In the NHL, shooting percentages can fluctuate massively. Players will a conversion rate anywhere from the low single digits to the low 20s attached to their names, and at times there's no real explanation, you simply have to wait to see if things will stabilize.
In the case of the Sens, it may not come as a shock to many that the team is a below league average squad when it comes to shooting the puck. During this 2013 season, the Sens have scored at a 6.7 per cent success rate, roughly 2.5 percent below what the NHL average has been league-wide.
That phenomenon was underscored Saturday night during the loss to Toronto. The Sens outshot the Leafs by a 50-22 margin and simply couldn't buy enough goals to get what would have been a crucial win.

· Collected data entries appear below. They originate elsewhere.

//! Seeded k-means partitioning of segment embeddings.
//!
//! Any method satisfying the partition invariant could sit behind
//! [`cluster_embeddings`]; k-means is used because the cluster count is the
//! knob callers tune. The result is deterministic for identical embeddings
//! and seed: initialization draws only the first centroid from the seeded
//! RNG, the rest follow farthest-first selection with index tie-breaks.

use rand::rngs::StdRng;
use rand::{Rng, SeedableRng};
use tracing::debug;

use crate::vectors::{cosine_similarity, mean_vector};

const MAX_ROUNDS: usize = 50;

/// A group of semantically similar segments.
#[derive(Debug, Clone, PartialEq)]
pub struct Cluster {
    pub id: usize,
    /// Segment indices in ascending document order.
    pub members: Vec<usize>,
    /// Mean of the member embeddings.
    pub centroid: Vec<f32>,
}

/// Partitions `embeddings` into exactly `min(cluster_count, n)` non-empty
/// clusters.
///
/// Every index lands in exactly one cluster. Fewer points than requested
/// clusters collapses to one cluster per point; a cluster emptied by a Lloyd
/// round is reseeded with the point least like its current centroid.
pub fn cluster_embeddings(embeddings: &[&[f32]], cluster_count: usize, seed: u64) -> Vec<Cluster> {
    let n = embeddings.len();
    if n == 0 {
        return Vec::new();
    }
    let k = cluster_count.clamp(1, n);
    if k == n {
        return embeddings
            .iter()
            .enumerate()
            .map(|(i, embedding)| Cluster {
                id: i,
                members: vec![i],
                centroid: embedding.to_vec(),
            })
            .collect();
    }

    let mut centroids = initial_centroids(embeddings, k, seed);
    let mut assignment = vec![0usize; n];

    for round in 0..MAX_ROUNDS {
        let mut changed = false;
        for (point, slot) in embeddings.iter().zip(assignment.iter_mut()) {
            let nearest = nearest_centroid(point, &centroids);
            if nearest != *slot {
                *slot = nearest;
                changed = true;
            }
        }
        if !changed && round > 0 {
            break;
        }
        for (cluster_id, centroid) in centroids.iter_mut().enumerate() {
            let members: Vec<&[f32]> = assignment
                .iter()
                .zip(embeddings)
                .filter(|(slot, _)| **slot == cluster_id)
                .map(|(_, embedding)| *embedding)
                .collect();
            if !members.is_empty() {
                *centroid = mean_vector(&members);
            }
        }
    }

    repair_empty_clusters(&mut assignment, embeddings, &mut centroids);

    let mut clusters: Vec<Cluster> = Vec::new();
    for cluster_id in 0..k {
        let members: Vec<usize> = assignment
            .iter()
            .enumerate()
            .filter(|(_, slot)| **slot == cluster_id)
            .map(|(index, _)| index)
            .collect();
        if members.is_empty() {
            continue;
        }
        let rows: Vec<&[f32]> = members.iter().map(|&index| embeddings[index]).collect();
        clusters.push(Cluster {
            id: clusters.len(),
            members,
            centroid: mean_vector(&rows),
        });
    }
    debug!(
        points = n,
        requested = cluster_count,
        produced = clusters.len(),
        "clustering complete"
    );
    clusters
}

/// Farthest-first initialization: the first centroid is drawn from the
/// seeded RNG, each later one is the point with the largest cosine distance
/// to its nearest chosen centroid (lowest index wins ties).
fn initial_centroids(embeddings: &[&[f32]], k: usize, seed: u64) -> Vec<Vec<f32>> {
    let mut rng = StdRng::seed_from_u64(seed);
    let mut chosen = vec![rng.gen_range(0..embeddings.len())];
    while chosen.len() < k {
        let mut best: Option<(usize, f64)> = None;
        for (index, point) in embeddings.iter().enumerate() {
            if chosen.contains(&index) {
                continue;
            }
            let nearest = chosen
                .iter()
                .map(|&c| 1.0 - cosine_similarity(point, embeddings[c]))
                .fold(f64::MAX, f64::min);
            let better = match best {
                None => true,
                Some((_, distance)) => nearest > distance,
            };
            if better {
                best = Some((index, nearest));
            }
        }
        match best {
            Some((index, _)) => chosen.push(index),
            None => break,
        }
    }
    chosen
        .into_iter()
        .map(|index| embeddings[index].to_vec())
        .collect()
}

/// Reseats one donor point into each empty cluster so the partition always
/// holds `min(k, n)` non-empty clusters. The donor is the point least like
/// its own centroid among clusters that can spare a member; ties go to the
/// lowest index, keeping the repair deterministic.
fn repair_empty_clusters(
    assignment: &mut [usize],
    embeddings: &[&[f32]],
    centroids: &mut [Vec<f32>],
) {
    let k = centroids.len();
    loop {
        let mut counts = vec![0usize; k];
        for &slot in assignment.iter() {
            counts[slot] += 1;
        }
        let Some(empty) = (0..k).find(|&cluster_id| counts[cluster_id] == 0) else {
            break;
        };
        let mut donor: Option<(usize, f64)> = None;
        for (index, point) in embeddings.iter().enumerate() {
            if counts[assignment[index]] <= 1 {
                continue;
            }
            let distance = 1.0 - cosine_similarity(point, &centroids[assignment[index]]);
            let better = match donor {
                None => true,
                Some((_, best)) => distance > best,
            };
            if better {
                donor = Some((index, distance));
            }
        }
        let Some((index, _)) = donor else {
            break;
        };
        assignment[index] = empty;
        centroids[empty] = embeddings[index].to_vec();
    }
}

fn nearest_centroid(point: &[f32], centroids: &[Vec<f32>]) -> usize {
    let mut nearest = 0usize;
    let mut best = f64::MIN;
    for (cluster_id, centroid) in centroids.iter().enumerate() {
        let similarity = cosine_similarity(point, centroid);
        if similarity > best {
            best = similarity;
            nearest = cluster_id;
        }
    }
    nearest
}

#[cfg(test)]
mod tests {
    use super::*;
    use rand::Rng;

    fn as_views(rows: &[Vec<f32>]) -> Vec<&[f32]> {
        rows.iter().map(Vec::as_slice).collect()
    }

    #[test]
    fn partition_covers_all_indices_exactly_once() {
        let mut rng = StdRng::seed_from_u64(7);
        let rows: Vec<Vec<f32>> = (0..9)
            .map(|_| (0..8).map(|_| rng.gen_range(-1.0..1.0)).collect())
            .collect();
        let clusters = cluster_embeddings(&as_views(&rows), 3, 42);

        let mut seen: Vec<usize> = clusters.iter().flat_map(|c| c.members.clone()).collect();
        seen.sort_unstable();
        assert_eq!(seen, (0..9).collect::<Vec<_>>());
        assert!(clusters.iter().all(|c| !c.members.is_empty()));
        assert_eq!(clusters.len(), 3);
    }

    #[test]
    fn identical_seed_is_deterministic() {
        let mut rng = StdRng::seed_from_u64(11);
        let rows: Vec<Vec<f32>> = (0..12)
            .map(|_| (0..6).map(|_| rng.gen_range(-1.0..1.0)).collect())
            .collect();
        let first = cluster_embeddings(&as_views(&rows), 4, 5);
        let second = cluster_embeddings(&as_views(&rows), 4, 5);
        assert_eq!(first, second);
    }

    #[test]
    fn fewer_points_than_clusters_yields_singletons() {
        let rows = vec![vec![1.0f32, 0.0], vec![0.0f32, 1.0]];
        let clusters = cluster_embeddings(&as_views(&rows), 5, 0);
        assert_eq!(clusters.len(), 2);
        assert_eq!(clusters[0].members, vec![0]);
        assert_eq!(clusters[1].members, vec![1]);
    }

    #[test]
    fn separable_topics_split_apart() {
        let rows = vec![
            vec![1.0f32, 0.0, 0.0],
            vec![0.9f32, 0.1, 0.0],
            vec![0.0f32, 1.0, 0.1],
            vec![0.0f32, 0.9, 0.0],
        ];
        let clusters = cluster_embeddings(&as_views(&rows), 2, 3);
        assert_eq!(clusters.len(), 2);
        let holds = |c: &Cluster, a: usize, b: usize| c.members == vec![a, b];
        assert!(
            clusters.iter().any(|c| holds(c, 0, 1)) && clusters.iter().any(|c| holds(c, 2, 3)),
            "expected topic pairs to cluster together, got {clusters:?}"
        );
    }

    #[test]
    fn empty_input_yields_no_clusters() {
        assert!(cluster_embeddings(&[], 3, 0).is_empty());
    }
}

While the possession and shot generation have been on point all season long, what the team has to do to convert those at a higher success rate remains to be seen.
One thing that was clear during the game against Toronto -- later verified by Coach MacLean -- is Toronto was very consistent when it came to insulating their goaltender from second and third chances. A bubble of white sweaters ensured no errant sticks could bat in a puck that was still up for debate.
With the playoffs nearing, space on the ice will shrink and physicality will, without a doubt, be increased. According to Kyle Turris, the Sens' current offensive system and its barrage of shooting coupled with more forceful crashing of the crease by Sens attackers will yield better results.
"It's just keep doing it. Gt more bodies there to create more screens and havoc and chaos in front of the net. That would create more quality chances in tight," said Turris. "We just have to keep getting shots on net and bodies to the net and eventually they'll go in."
"We just have everybody going to the net. Put a couple big bodies in front and be strong. Get your position to cause havoc."
It was clear watching Monday's morning skate that second chances will be a focal point of the offence going forward and, again, the greater the ability to pot those, the greater chance of success in the postseason once you're there. The first test with the rededicated approach will be a Pittsburgh team missing its top two defencemen and starting goaltender.
How will they fare? The first rule of Project Mayhem is you don't ask questions about Project Mayhem. Puck drop is at 7:30. It's the only way to find out.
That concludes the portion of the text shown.